* **Dataset extract**
════════════════

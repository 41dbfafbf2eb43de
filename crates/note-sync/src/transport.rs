//! Room transport traits.
//!
//! Implementations:
//! - `LocalRelay`: in-process rooms (tests, single-process embedding)
//! - `WsTransport`: WebSocket client for the relay server (notes-daemon)

use crate::context::RoomId;
use crate::participant_id::ParticipantId;
use crate::protocol::RoomMessage;
use async_trait::async_trait;
use std::collections::HashMap;
use std::sync::atomic::{AtomicBool, Ordering};
use std::sync::{Arc, Mutex};
use thiserror::Error;
use tokio::sync::mpsc;
use tracing::debug;

#[derive(Debug, Error)]
pub enum TransportError {
    #[error("Connection failed: {0}")]
    ConnectionFailed(String),

    #[error("Send failed: {0}")]
    SendFailed(String),

    #[error("Receive failed: {0}")]
    ReceiveFailed(String),

    #[error("Link closed")]
    Closed,
}

pub type Result<T> = std::result::Result<T, TransportError>;

/// Membership in one room.
///
/// Frames sent on a link reach every other member of the same room and
/// never the sender.
#[async_trait]
pub trait RoomLink: Send + Sync {
    /// Our participant ID on this link
    fn participant(&self) -> ParticipantId;

    /// Number of other members when we joined
    fn peers_at_join(&self) -> usize;

    /// Send a frame to the rest of the room
    async fn send(&self, data: &[u8]) -> Result<()>;

    /// Receive the next frame. `None` once the link is closed.
    async fn recv(&self) -> Result<Option<Vec<u8>>>;

    /// Leave the room
    async fn close(&self) -> Result<()>;
}

/// Backend that can put a participant into a room.
#[async_trait]
pub trait RoomTransport: Send + Sync {
    async fn join(&self, room: &RoomId, participant: ParticipantId) -> Result<Box<dyn RoomLink>>;
}

struct Member {
    participant: ParticipantId,
    tx: mpsc::UnboundedSender<Vec<u8>>,
}

struct RelayInner {
    rooms: Mutex<HashMap<RoomId, Vec<Member>>>,
    available: AtomicBool,
}

impl RelayInner {
    fn broadcast(&self, room: &RoomId, from: ParticipantId, data: &[u8]) {
        let rooms = self.rooms.lock().unwrap_or_else(|e| e.into_inner());
        if let Some(members) = rooms.get(room) {
            for member in members.iter().filter(|m| m.participant != from) {
                // Receiver gone means that member is leaving; nothing to do
                let _ = member.tx.send(data.to_vec());
            }
        }
    }

    /// Remove a member. Returns `true` if it was present.
    fn remove(&self, room: &RoomId, participant: ParticipantId) -> bool {
        let mut rooms = self.rooms.lock().unwrap_or_else(|e| e.into_inner());
        let Some(members) = rooms.get_mut(room) else {
            return false;
        };
        let before = members.len();
        members.retain(|m| m.participant != participant);
        let removed = members.len() != before;
        if members.is_empty() {
            rooms.remove(room);
        }
        removed
    }
}

/// In-process room relay.
///
/// Cloning shares the same set of rooms. `set_available(false)` makes new
/// joins fail, simulating a replication backend outage.
#[derive(Clone)]
pub struct LocalRelay {
    inner: Arc<RelayInner>,
}

impl Default for LocalRelay {
    fn default() -> Self {
        Self {
            inner: Arc::new(RelayInner {
                rooms: Mutex::new(HashMap::new()),
                available: AtomicBool::new(true),
            }),
        }
    }
}

impl LocalRelay {
    pub fn new() -> Self {
        Self::default()
    }

    pub fn set_available(&self, available: bool) {
        self.inner.available.store(available, Ordering::SeqCst);
    }

    /// Number of members currently in `room`.
    pub fn members(&self, room: &RoomId) -> usize {
        self.inner
            .rooms
            .lock()
            .unwrap_or_else(|e| e.into_inner())
            .get(room)
            .map_or(0, |m| m.len())
    }
}

#[async_trait]
impl RoomTransport for LocalRelay {
    async fn join(&self, room: &RoomId, participant: ParticipantId) -> Result<Box<dyn RoomLink>> {
        if !self.inner.available.load(Ordering::SeqCst) {
            return Err(TransportError::ConnectionFailed(
                "local relay unavailable".to_string(),
            ));
        }

        let (tx, rx) = mpsc::unbounded_channel();
        let peers_at_join = {
            let mut rooms = self.inner.rooms.lock().unwrap_or_else(|e| e.into_inner());
            let members = rooms.entry(room.clone()).or_default();
            let peers = members.len();
            members.push(Member { participant, tx });
            peers
        };
        debug!("{} joined {} ({} peers)", participant, room, peers_at_join);

        Ok(Box::new(LocalLink {
            relay: Arc::clone(&self.inner),
            room: room.clone(),
            participant,
            peers_at_join,
            rx: tokio::sync::Mutex::new(rx),
            closed: AtomicBool::new(false),
        }))
    }
}

struct LocalLink {
    relay: Arc<RelayInner>,
    room: RoomId,
    participant: ParticipantId,
    peers_at_join: usize,
    rx: tokio::sync::Mutex<mpsc::UnboundedReceiver<Vec<u8>>>,
    closed: AtomicBool,
}

impl LocalLink {
    /// Leave the room once and tell the rest of it, like the relay server does on disconnect.
    fn detach(&self) {
        if self.closed.swap(true, Ordering::SeqCst) {
            return;
        }
        if self.relay.remove(&self.room, self.participant) {
            if let Ok(leave) = (RoomMessage::Leave {
                from: self.participant,
            })
            .encode()
            {
                self.relay.broadcast(&self.room, self.participant, &leave);
            }
        }
    }
}

#[async_trait]
impl RoomLink for LocalLink {
    fn participant(&self) -> ParticipantId {
        self.participant
    }

    fn peers_at_join(&self) -> usize {
        self.peers_at_join
    }

    async fn send(&self, data: &[u8]) -> Result<()> {
        if self.closed.load(Ordering::SeqCst) {
            return Err(TransportError::Closed);
        }
        self.relay.broadcast(&self.room, self.participant, data);
        Ok(())
    }

    async fn recv(&self) -> Result<Option<Vec<u8>>> {
        Ok(self.rx.lock().await.recv().await)
    }

    async fn close(&self) -> Result<()> {
        self.detach();
        Ok(())
    }
}

impl Drop for LocalLink {
    fn drop(&mut self) {
        self.detach();
    }
}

════════════════

* **Task goal**
Take the lines above from the one containing "let _ = member.tx.send(data.to_vec());" to the one containing "fn remove(&self, room: &RoomId, participant: ParticipantId)" and retype them exactly, both ends included, with nothing added.

* **Output for this task**
                let _ = member.tx.send(data.to_vec());
            }
        }
    }

    /// Remove a member. Returns `true` if it was present.
    fn remove(&self, room: &RoomId, participant: ParticipantId) -> bool {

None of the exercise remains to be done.